## SUPPLIED RECORDS
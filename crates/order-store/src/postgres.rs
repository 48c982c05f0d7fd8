use async_trait::async_trait;
use chrono::{DateTime, Utc};
use common::{CustomerId, OrderId};
use domain::{
    Customer, NewCustomer, NewProcessingLog, Order, OrderDetails, OrderStatus, OrderWithCustomer,
    ProcessingLog,
};
use sqlx::types::Json;
use sqlx::{PgPool, Row, postgres::PgRow};

use crate::report::{ReportLine, StatusCount, sort_counts};
use crate::store::OrderStore;
use crate::{Result, StoreError};

const ORDER_COLUMNS: &str = "o.id, o.customer_id, o.status, o.order_details, o.created_at, o.updated_at";

/// PostgreSQL-backed order store.
#[derive(Clone)]
pub struct PostgresOrderStore {
    pool: PgPool,
}

impl PostgresOrderStore {
    pub fn new(pool: PgPool) -> Self {
        Self { pool }
    }

    /// Connects a pool to `database_url`.
    pub async fn connect(database_url: &str) -> Result<Self> {
        let pool = PgPool::connect(database_url).await?;
        Ok(Self::new(pool))
    }

    pub fn pool(&self) -> &PgPool {
        &self.pool
    }

    /// Runs the database migrations.
    pub async fn run_migrations(&self) -> Result<()> {
        sqlx::migrate!("../../migrations").run(&self.pool).await?;
        Ok(())
    }

    fn row_to_customer(row: &PgRow, prefix: &str) -> Result<Customer> {
        Ok(Customer {
            id: CustomerId::new(row.try_get(format!("{prefix}id").as_str())?),
            name: row.try_get(format!("{prefix}name").as_str())?,
            email: row.try_get(format!("{prefix}email").as_str())?,
            phone: row.try_get(format!("{prefix}phone").as_str())?,
            created_at: row.try_get(format!("{prefix}created_at").as_str())?,
            updated_at: row.try_get(format!("{prefix}updated_at").as_str())?,
        })
    }

    fn row_to_order(row: &PgRow) -> Result<Order> {
        let status: String = row.try_get("status")?;
        let Json(order_details): Json<OrderDetails> = row.try_get("order_details")?;

        Ok(Order {
            id: OrderId::new(row.try_get("id")?),
            customer_id: CustomerId::new(row.try_get("customer_id")?),
            status: status.parse()?,
            order_details,
            created_at: row.try_get("created_at")?,
            updated_at: row.try_get("updated_at")?,
        })
    }

    fn row_to_log(row: &PgRow) -> Result<ProcessingLog> {
        let step: String = row.try_get("step")?;
        let status: String = row.try_get("status")?;

        Ok(ProcessingLog {
            id: row.try_get("id")?,
            order_id: OrderId::new(row.try_get("order_id")?),
            step: step.parse()?,
            status: status.parse()?,
            log_message: row.try_get("log_message")?,
            created_at: row.try_get("created_at")?,
        })
    }
}

#[async_trait]
impl OrderStore for PostgresOrderStore {
    #[tracing::instrument(skip(self, customer), fields(email = %customer.email))]
    async fn create_customer(&self, customer: NewCustomer) -> Result<Customer> {
        let row = sqlx::query(
            r#"
            INSERT INTO customers (name, email, phone)
            VALUES ($1, $2, $3)
            RETURNING id, name, email, phone, created_at, updated_at
            "#,
        )
        .bind(&customer.name)
        .bind(&customer.email)
        .bind(&customer.phone)
        .fetch_one(&self.pool)
        .await
        .map_err(|e| {
            if let sqlx::Error::Database(ref db_err) = e
                && db_err.constraint() == Some("customers_email_key")
            {
                return StoreError::DuplicateEmail(customer.email.clone());
            }
            StoreError::Database(e)
        })?;

        Self::row_to_customer(&row, "")
    }

    async fn find_customer_by_email(&self, email: &str) -> Result<Option<Customer>> {
        let row = sqlx::query(
            "SELECT id, name, email, phone, created_at, updated_at FROM customers WHERE email = $1",
        )
        .bind(email)
        .fetch_optional(&self.pool)
        .await?;

        row.map(|r| Self::row_to_customer(&r, "")).transpose()
    }

    #[tracing::instrument(skip(self, details))]
    async fn create_order(&self, customer_id: CustomerId, details: OrderDetails) -> Result<Order> {
        let row = sqlx::query(
            r#"
            INSERT INTO orders (customer_id, status, order_details)
            VALUES ($1, $2, $3)
            RETURNING id, customer_id, status, order_details, created_at, updated_at
            "#,
        )
        .bind(customer_id.as_i64())
        .bind(OrderStatus::Pending.as_str())
        .bind(Json(&details))
        .fetch_one(&self.pool)
        .await?;

        Self::row_to_order(&row)
    }

    async fn find_order(&self, order_id: OrderId) -> Result<Option<Order>> {
        let row = sqlx::query(&format!("SELECT {ORDER_COLUMNS} FROM orders o WHERE o.id = $1"))
            .bind(order_id.as_i64())
            .fetch_optional(&self.pool)
            .await?;

        row.map(|r| Self::row_to_order(&r)).transpose()
    }

    async fn find_order_with_customer(
        &self,
        order_id: OrderId,
    ) -> Result<Option<OrderWithCustomer>> {
        let row = sqlx::query(&format!(
            r#"
            SELECT {ORDER_COLUMNS},
                   c.id AS c_id, c.name AS c_name, c.email AS c_email, c.phone AS c_phone,
                   c.created_at AS c_created_at, c.updated_at AS c_updated_at
            FROM orders o
            LEFT JOIN customers c ON c.id = o.customer_id
            WHERE o.id = $1
            "#
        ))
        .bind(order_id.as_i64())
        .fetch_optional(&self.pool)
        .await?;

        let Some(row) = row else {
            return Ok(None);
        };

        let order = Self::row_to_order(&row)?;
        let customer_id: Option<i64> = row.try_get("c_id")?;
        let customer = match customer_id {
            Some(_) => Some(Self::row_to_customer(&row, "c_")?),
            None => None,
        };

        Ok(Some(OrderWithCustomer { order, customer }))
    }

    #[tracing::instrument(skip(self))]
    async fn update_order_status(&self, order_id: OrderId, status: OrderStatus) -> Result<bool> {
        let allowed: Vec<&str> = status.predecessors().iter().map(|s| s.as_str()).collect();

        let updated = sqlx::query(
            r#"
            UPDATE orders
            SET status = $2, updated_at = NOW()
            WHERE id = $1 AND status = ANY($3)
            "#,
        )
        .bind(order_id.as_i64())
        .bind(status.as_str())
        .bind(allowed)
        .execute(&self.pool)
        .await?
        .rows_affected();

        if updated > 0 {
            return Ok(true);
        }

        let exists: bool = sqlx::query_scalar("SELECT EXISTS(SELECT 1 FROM orders WHERE id = $1)")
            .bind(order_id.as_i64())
            .fetch_one(&self.pool)
            .await?;

        if exists {
            Ok(false)
        } else {
            Err(StoreError::OrderNotFound(order_id))
        }
    }

    #[tracing::instrument(skip(self, entry), fields(order_id = %entry.order_id, step = %entry.step))]
    async fn append_processing_log(&self, entry: NewProcessingLog) -> Result<ProcessingLog> {
        let row = sqlx::query(
            r#"
            INSERT INTO order_processing_logs (order_id, step, status, log_message)
            VALUES ($1, $2, $3, $4)
            RETURNING id, order_id, step, status, log_message, created_at
            "#,
        )
        .bind(entry.order_id.as_i64())
        .bind(entry.step.as_str())
        .bind(entry.status.as_str())
        .bind(&entry.log_message)
        .fetch_one(&self.pool)
        .await
        .map_err(|e| {
            if let sqlx::Error::Database(ref db_err) = e
                && db_err.is_foreign_key_violation()
            {
                return StoreError::OrderNotFound(entry.order_id);
            }
            StoreError::Database(e)
        })?;

        Self::row_to_log(&row)
    }

    async fn processing_logs(&self, order_id: OrderId) -> Result<Vec<ProcessingLog>> {
        let rows = sqlx::query(
            r#"
            SELECT id, order_id, step, status, log_message, created_at
            FROM order_processing_logs
            WHERE order_id = $1
            ORDER BY id ASC
            "#,
        )
        .bind(order_id.as_i64())
        .fetch_all(&self.pool)
        .await?;

        rows.iter().map(Self::row_to_log).collect()
    }

    async fn status_counts(&self) -> Result<Vec<StatusCount>> {
        let rows = sqlx::query("SELECT status, COUNT(*) AS total_orders FROM orders GROUP BY status")
            .fetch_all(&self.pool)
            .await?;

        let mut counts = rows
            .iter()
            .map(|row| -> Result<StatusCount> {
                let status: String = row.try_get("status")?;
                Ok(StatusCount {
                    status: status.parse()?,
                    total_orders: row.try_get("total_orders")?,
                })
            })
            .collect::<Result<Vec<_>>>()?;
        sort_counts(&mut counts);
        Ok(counts)
    }

    async fn recent_transitions(&self, since: DateTime<Utc>) -> Result<Vec<ReportLine>> {
        let rows = sqlx::query(&format!(
            r#"
            SELECT {ORDER_COLUMNS},
                   l.id AS l_id, l.step AS l_step, l.status AS l_status,
                   l.log_message AS l_log_message, l.created_at AS l_created_at
            FROM order_processing_logs l
            JOIN orders o ON o.id = l.order_id
            WHERE o.created_at >= $1
            ORDER BY l.created_at DESC, o.id ASC, l.id ASC
            "#
        ))
        .bind(since)
        .fetch_all(&self.pool)
        .await?;

        let mut lines = Vec::new();
        for row in &rows {
            let order = Self::row_to_order(row)?;
            let step: String = row.try_get("l_step")?;
            let status: String = row.try_get("l_status")?;
            let log = ProcessingLog {
                id: row.try_get("l_id")?,
                order_id: order.id,
                step: step.parse()?,
                status: status.parse()?,
                log_message: row.try_get("l_log_message")?,
                created_at: row.try_get("l_created_at")?,
            };
            lines.extend(ReportLine::expand(&order, &log));
        }
        Ok(lines)
    }
}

## WHAT YOU ARE ASKED TO DO
The expected result is a copy of each line in the records where "DateTime" appears.

## EXERCISE ANSWER
use chrono::{DateTime, Utc};
    async fn recent_transitions(&self, since: DateTime<Utc>) -> Result<Vec<ReportLine>> {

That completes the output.